Cependant, la crise financière de 1929, la mécanisation intensive et l’invention du cuir synthétique en 1942 par Dupont de Nemours vont signer le déclin de l’art de la maroquinerie.
La maroquinerie française aujourd’hui, ou « l’élégance à la française »
La maroquinerie du XXIème siècle s’inscrit en totale continuité avec celle du siècle précédent.
Issue d’un savoir-faire reconnu, sa renommée se confond avec la représentation internationale que s’est forgée l’élégance à la française, qui allie le raffinement à l’équilibre subtil entre style, matières et finitions parfaites.
Le sac à main en particulier, objet très ancien mais accessoire de mode récent, symbolise aujourd’hui l’emblème incontournable de la femme dans la société.
Le monde du luxe ne s’y est pas trompé et de grandes maisons ont su lui insuffler un vent de renouveau, d’élégance et d’originalité, relayé par des personnalités comme Lady Diana en 1996 (Christian Dior), Brigitte Bardot ou Isabelle Adjani (Lancel).
La tradition réinventée
Depuis quelques années, la fabrication de sacs respectant les règles ancestrales connaît un nouvel engouement.
Si des maisons fondées depuis des décennies et ayant pignon sur rue s’imposent grâce à leur savoir-faire, leur exigence absolue et la qualité de leurs créations, une nouvelle génération d’artisans d’art talentueux travaillent avec passion dans le secret de leurs ateliers.
Artisan d’art maroquinier, un métier aux savoir-faire complexes
La spécificité de l’artisan d’art maroquinier s’inscrit dans la réalisation de pièces uniques, sur mesure ou en très petites séries.
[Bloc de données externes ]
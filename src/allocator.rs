use std::{
    alloc::AllocError,
    fmt,
    ptr::{self, NonNull},
};

use crate::{
    block::{self, Unit, MIN_BLOCK_UNITS, UNIT_SIZE},
    freelist::FreeList,
    segment::{Segment, DEFAULT_CAPACITY},
    AllocResult, Pointer,
};

/// A first-fit heap. One instance owns one segment and the free list
/// threaded through it; there is no global state, so embedders decide
/// whether to keep a single process-wide instance or several independent
/// ones.
///
/// The allocator is single threaded by construction: every operation takes
/// `&mut self` and runs to completion, so the borrow checker is the lock.
///
/// # Examples
///
/// ```rust
/// use ringalloc::Heap;
///
/// let mut heap = Heap::new().unwrap();
///
/// let payload = heap.allocate(64).unwrap();
/// // Payloads satisfy the strictest scalar alignment.
/// assert_eq!(payload.as_ptr() as usize % 16, 0);
///
/// unsafe {
///     payload.as_ptr().write_bytes(0xA5, 64);
///     heap.deallocate(payload.as_ptr());
/// }
/// ```
pub struct Heap {
    segment: Segment,
    free: FreeList,
}

impl Heap {
    /// Creates a heap backed by the default segment reservation.
    pub fn new() -> Result<Self, AllocError> {
        Self::with_capacity(DEFAULT_CAPACITY)
    }

    /// Creates a heap whose segment can grow up to `capacity` bytes
    /// (rounded to whole pages). Growth past that fails with
    /// [`AllocError`], which makes small capacities handy for exercising
    /// out-of-memory paths.
    pub fn with_capacity(capacity: usize) -> Result<Self, AllocError> {
        Ok(Self {
            segment: Segment::reserve(capacity)?,
            free: FreeList::new(),
        })
    }

    /// Discards every block, allocated or free, and rolls the segment back
    /// to empty. Every payload pointer handed out before the reset is
    /// invalid afterwards.
    pub fn reset(&mut self) {
        self.segment.reset();
        self.free = FreeList::new();
    }

    /// Total bytes currently on the free list, boundary tags included. One
    /// lap around the ring.
    pub fn free_bytes(&self) -> usize {
        unsafe {
            self.free
                .iter()
                .map(|member| block::bytes_for(Unit::size_of(member)))
                .sum()
        }
    }

    /// Allocates at least `nbytes` usable bytes and returns a maximally
    /// aligned payload pointer, or [`AllocError`] once the segment cannot
    /// grow any further.
    ///
    /// First fit: the search starts one past the roving head and takes the
    /// first block big enough. A block that fits exactly, or exceeds the
    /// request by a single unit, is taken whole; the one-unit overshoot is
    /// deliberately wasted because a 1-unit residual could not hold its own
    /// header and footer. Anything larger is split.
    pub fn allocate(&mut self, nbytes: usize) -> AllocResult {
        let units = block::units_for(nbytes);

        unsafe {
            if self.free.is_empty() && self.grow(units).is_none() {
                return Err(AllocError);
            }

            let mut candidate = Unit::next_of(self.free.head().unwrap()).unwrap();

            loop {
                if Unit::size_of(candidate) >= units {
                    let taken = self.take(candidate, units);
                    return Ok(Unit::payload_of(taken));
                }

                if Some(candidate) == self.free.head() {
                    // Wrapped around the ring without a fit; the segment has
                    // to grow. Growth returns the current head, and the new
                    // space is the head's next neighbour, so the search
                    // resumes right at it.
                    let Some(fresh) = self.grow(units) else {
                        return Err(AllocError);
                    };
                    candidate = fresh;
                    self.free.set_head(Unit::prev_of(candidate));
                }

                candidate = Unit::next_of(candidate).unwrap();
            }
        }
    }

    /// Allocates room for `count` elements of `size` bytes each and zeroes
    /// the whole payload. A `count * size` overflow fails with
    /// [`AllocError`] before the segment is consulted at all.
    pub fn allocate_zeroed(&mut self, count: usize, size: usize) -> AllocResult {
        let nbytes = count.checked_mul(size).ok_or(AllocError)?;

        let payload = self.allocate(nbytes)?;
        unsafe { payload.as_ptr().write_bytes(0, nbytes) };

        Ok(payload)
    }

    /// Returns a block to the pool, merging it with whichever physical
    /// neighbours are free so that no two adjacent free blocks ever exist.
    /// A null `payload` is a no-op.
    ///
    /// The upper neighbour is absorbed into the released block, then the
    /// released block is absorbed into the lower one; either, both or
    /// neither may happen:
    ///
    /// ```text
    ///   +-----------+ lower, free        +---------------------------+
    ///   +-----------+                    |                           |
    ///   +-----------+ released     ->    |   one block, one pair of  |
    ///   +-----------+                    |       boundary tags       |
    ///   +-----------+ upper, free        |                           |
    ///   +-----------+                    +---------------------------+
    /// ```
    ///
    /// Whatever survives is linked back in at the roving head.
    ///
    /// # Safety
    ///
    /// `payload` must be null or a pointer obtained from this heap's
    /// [`Heap::allocate`] family that has not been released or invalidated
    /// by [`Heap::reset`] since.
    ///
    /// # Panics
    ///
    /// Panics if the size tag behind `payload` is zero or larger than the
    /// whole segment, the telltale signs of a corrupted or foreign pointer.
    pub unsafe fn deallocate(&mut self, payload: *mut u8) {
        let Some(payload) = NonNull::new(payload) else {
            return;
        };

        let mut released = Unit::from_payload(payload);
        let size = Unit::size_of(released);
        assert!(size > 0 && block::bytes_for(size) <= self.segment.len());

        if self.free.is_empty() {
            self.free.link(released, None);
            return;
        }

        if let Some(upper) = Unit::neighbor_after(released, &self.segment) {
            if Unit::is_free(upper) {
                self.free.unlink(upper);
                Unit::set_size(released, Unit::size_of(released) + Unit::size_of(upper));
            }
        }

        if let Some(lower) = Unit::neighbor_before(released, &self.segment) {
            if Unit::is_free(lower) {
                self.free.unlink(lower);
                Unit::set_size(lower, Unit::size_of(lower) + Unit::size_of(released));
                released = lower;
            }
        }

        let anchor = self.free.head();
        self.free.link(released, anchor);
        self.free.set_head(Unit::prev_of(released));
    }

    /// Resizes the allocation at `payload` to at least `nbytes`. If the
    /// block already has enough units the pointer comes back unchanged;
    /// otherwise the contents move to a fresh allocation, the old payload
    /// bytes are preserved up to `nbytes`, and the old block is released.
    /// Null `payload` behaves as a plain [`Heap::allocate`].
    ///
    /// # Safety
    ///
    /// Same contract as [`Heap::deallocate`].
    pub unsafe fn reallocate(&mut self, payload: *mut u8, nbytes: usize) -> AllocResult {
        let Some(payload) = NonNull::new(payload) else {
            return self.allocate(nbytes);
        };

        let current = Unit::from_payload(payload);
        let size = Unit::size_of(current);

        if size >= block::units_for(nbytes) {
            return Ok(payload);
        }

        let moved = self.allocate(nbytes)?;

        let preserved = block::bytes_for(size - MIN_BLOCK_UNITS).min(nbytes);
        ptr::copy_nonoverlapping(payload.as_ptr(), moved.as_ptr(), preserved);

        self.deallocate(payload.as_ptr());

        Ok(moved)
    }

    /// Extends the segment by at least one page, or by `units` if the
    /// request alone is bigger than that, and routes the fresh region
    /// through [`Heap::deallocate`]. That is the only code path that
    /// installs blocks onto the free list, so a new region coalesces with a
    /// free block at the old top of the heap exactly like any released
    /// block would. Returns the roving head, whose next neighbour is the
    /// grown block.
    unsafe fn grow(&mut self, units: usize) -> Pointer<Unit> {
        let page_units = self.segment.page_size() / UNIT_SIZE;
        let n = units.max(page_units);

        let region = self.segment.sbrk(block::bytes_for(n))?.cast::<Unit>();

        Unit::set_size(region, n);
        self.deallocate(Unit::payload_of(region).as_ptr());

        self.free.head()
    }

    /// Removes `units` units from the free block `candidate`, which the
    /// caller has already verified to be big enough, and returns the header
    /// of the allocated block.
    ///
    /// Exact fits and one-unit overshoots take the whole block. Everything
    /// else splits: the free block shrinks in place and the allocated block
    /// is carved from its upper end, so the free block's header, and with it
    /// both ring links, stays exactly where it was:
    ///
    /// ```text
    ///   +--------------------+              +--------------------+
    ///   |                    |              |   same header,     |
    ///   |                    |              |   smaller size     |
    ///   |   free, n units    |      ->      +--------------------+
    ///   |                    |              |  carved allocated  |
    ///   |                    |              |  block, `units`    |
    ///   +--------------------+              +--------------------+
    /// ```
    ///
    /// Only the shrunken footer needs its prev link rewritten, because the
    /// footer position moved into what used to be payload. The head roves
    /// to the previous member so the next search starts near the remainder.
    unsafe fn take(&mut self, candidate: NonNull<Unit>, units: usize) -> NonNull<Unit> {
        let size = Unit::size_of(candidate);

        if size == units || size == units + 1 {
            self.free.unlink(candidate);
            return candidate;
        }

        let prev = Unit::prev_of(candidate);
        Unit::set_size(candidate, size - units);
        Unit::set_prev(candidate, prev);

        let carved = NonNull::new_unchecked(candidate.as_ptr().add(size - units));
        Unit::set_size(carved, units);
        Unit::set_next(carved, None);
        Unit::set_prev(carved, None);

        self.free.set_head(prev);

        carved
    }
}

/// Watermarks plus the free list in ring order. `{:?}` on a heap is the
/// debugging view of the allocator state.
impl fmt::Debug for Heap {
    fn fmt(&self, f: &mut fmt::Formatter<'_>) -> fmt::Result {
        f.debug_struct("Heap")
            .field("segment_bytes", &self.segment.len())
            .field("free_bytes", &self.free_bytes())
            .field("free_list", &self.free)
            .finish()
    }
}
Son métier conjugue précision, rigueur, technique, mais également sensibilité esthétique, créativité et fantaisie.
Les articles façonnés constituent des objets de valeur, tant par le savoir-faire nécessaire à leur réalisation que par la noblesse du matériau utilisé.
A l’articulation d’une chaine de transmission entre savoir-faire d’hier et innovation contemporaine, ils sont conçus par des artisans d’art passionnés pour se transmettre de génération en génération.
Du cuir à la maroquinerie : Une transformation étape par étape
La maroquinerie nécessite un travail long, précis et minutieux. Les outils, grâce auxquels l’artisan soignera chaque détail tout au long du processus de fabrication, sont à utiliser avec adresse. La transformation de la pièce de cuir en un accessoire unique par des mains expertes demande de respecter une succession d’étapes incontournables.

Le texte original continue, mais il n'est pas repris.